Experts at the nation's largest gathering of oncologists this week urged tough new approaches for reining in the skyrocketing cost of cancer drugs.
Pharmaceutical companies at the American Society of Clinical Oncology's annual conference in Chicago touted new cancer therapies and potential breakthroughs. But some speakers argued that the U.S. healthcare system should explicitly consider cost-effectiveness in the drug approval and insurance coverage processes.
The system is struggling due to payment policies that incentivize use of high-priced treatments whether or not those therapies are actually more effective than lower-priced alternatives. Researchers said that price tags for some cancer therapies are so high that they preclude studies comparing their effectiveness with lower-cost products.
Dr. Deborah Schrag, chief of the division of population sciences and medical oncology at the Dana-Farber Cancer Institute, presented study findings illustrating the need to compare products and make choices at ASCO. Her team compared two monoclonal antibodies—bevacizumab and cetuximab—approved by the FDA in 2004 for treatment of metastatic colorectal cancer.
Both drugs are used along with chemotherapy as a first line of treatment for the disease. After adjusting for factors such as progression-free survival, potential adverse events, quality of life and dosing, the researchers concluded that Genentech's bevacizumab, priced at $9,324 for a course of treatment, was more cost-effective than Bristol-Myers Squibb Co.'s cetuximab, priced at $20,856, and should be considered the preferred drug. “From a value perspective, this isn't hard,” Schrag said.

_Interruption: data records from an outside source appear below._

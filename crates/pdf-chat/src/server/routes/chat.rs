//! Chat endpoint

use axum::{
    extract::{rejection::JsonRejection, State},
    http::StatusCode,
    Json,
};
use std::time::Instant;

use crate::error::{Error, Result};
use crate::server::state::AppState;
use crate::session::{SessionStore, MAX_SESSION_ID_CHARS};
use crate::types::{ChatRequest, ChatResponse};

/// POST /chat - Answer one message in the context of its session
pub async fn chat(
    State(state): State<AppState>,
    payload: std::result::Result<Json<ChatRequest>, JsonRejection>,
) -> Result<Json<ChatResponse>> {
    let Json(request) = payload.map_err(|rejection| {
        if rejection.status() == StatusCode::PAYLOAD_TOO_LARGE {
            Error::PayloadTooLarge(rejection.body_text())
        } else {
            Error::BadRequest(rejection.body_text())
        }
    })?;

    if request.message.trim().is_empty() {
        return Err(Error::BadRequest("message must not be empty".to_string()));
    }
    let max_chars = state.config().server.max_message_chars;
    let chars = request.message.chars().count();
    if chars > max_chars {
        return Err(Error::PayloadTooLarge(format!(
            "message has {} characters, limit is {}",
            chars, max_chars
        )));
    }

    let session_id = SessionStore::resolve(request.session_id.as_deref()).to_string();
    if session_id.chars().count() > MAX_SESSION_ID_CHARS {
        return Err(Error::BadRequest(format!(
            "session_id is longer than {} characters",
            MAX_SESSION_ID_CHARS
        )));
    }

    let start = Instant::now();
    let sessions = state.sessions();
    let session = sessions.lookup(Some(&session_id));
    tracing::info!("Chat [{}]: \"{}\"", session_id, request.message);

    let turn = state
        .chain()
        .respond(&session, &request.message)
        .await
        .map_err(|e| {
            tracing::error!("Chat [{}] failed: {}", session_id, e);
            e
        })?;
    sessions.keep(Some(&session_id), session);

    tracing::info!(
        "Chat [{}] answered in {}ms ({} sources)",
        session_id,
        start.elapsed().as_millis(),
        turn.sources.len()
    );

    Ok(Json(ChatResponse {
        response: turn.answer,
    }))
}
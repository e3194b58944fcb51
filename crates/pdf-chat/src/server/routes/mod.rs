//! API routes for the chat server

pub mod chat;
pub mod history;

use axum::{
    extract::DefaultBodyLimit,
    routing::{get, post},
    Router,
};

use crate::server::state::AppState;

/// Build the chat routes
pub fn chat_routes(max_body_bytes: usize) -> Router<AppState> {
    Router::new()
        .route(
            "/chat",
            post(chat::chat).layer(DefaultBodyLimit::max(max_body_bytes)),
        )
        .route(
            "/chat/history",
            get(history::get_history).delete(history::clear_history),
        )
}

Fears are escalating among clinicians, policymakers and drugmakers that if strong steps are not taken, the rising cost of cancer drugs may further widen socio-economic and racial disparities in access to state-of-the art cancer care. “Why treat these prices as immutable?” asked Dr. Peter Bach, director of Memorial Sloan Kettering Cancer Center's Center for Health Policy and Outcomes, during a packed session Saturday.
The onus should not just be on the manufacturers, Bach said. Comparative-effectiveness researchers should help “close the loop” by creating cost-effectiveness formulas to help set future costs, he argued.
A number of advocates have called on the Food and Drug Administration to consider the cost-effectiveness of new drugs as a part of the approval process and for Medicare to begin negotiating with pharmaceutical companies to obtain lower prices. But unlike in other advanced countries, the FDA, Medicare and Medicaid don't take cost into account in evaluating new drugs, treatments or services, and Congress prohibits Medicare from negotiating drug prices.
“There is no clearly defined value in the United States for what society is willing to pay for cancer treatment,” said Dr. Daniel Goldstein, a fellow in the hematology and medical oncology department at the Winship Cancer Institute in Atlanta. “As soon as FDA approval occurs, the cost of the drug is essentially set. There's no time to wait for published data.”
But Dr. Larry Jameson, dean of the Perelman School of Medicine at the University of Pennsylvania, raised cautions about empowering the FDA to evaluate the cost-effectiveness of products. A better approach, he said, would be to incorporate use of new diagnostic tools that could shape clinical trials in a way that produces faster findings with fewer subjects, resulting in lower research and development costs.
“Where the FDA can have a role is in the drug discovery cycle,” Jameson said. “The ability to use these more precise diagnostics can allow you to design clinical trials that are much more targeted to patients that are likely to respond or not.”
Bach said oncologists also have the power to “just say no” to higher-priced agents. “Would we really pay an infinite amount for a microscopic benefit?”
So far, the answer has been yes.
One expert cautioned against putting doctors in the position of rationing care based on cost. “At the point of care, I don't think oncologists are going to be gatekeepers of treatments based on cost,” said Dr. Neal Meropol, chief of hematology and oncology at University Hospitals Case Medical Center, during a presentation Sunday. “However we really do have the opportunity to be gatekeepers based on value and helping our patients choose the therapies that may have the same cost but different value.”
On Monday, the CMS released data on how much more than 950,000 physicians were paid in 2013 for medical services under Medicare Part B fee-for-service. A large portion of the payments to several specialties, including oncology, were directly related to the cost of drugs administered.
For example, the average amount paid to medical oncologists for drugs was $473,926 per doctor for 24 unique drugs. For hematology/oncology, it was $583,237 for 29 drugs. For radiation oncologists, it was only $4,687. But radiation oncologists had the highest average payments for medical services, at $403,512.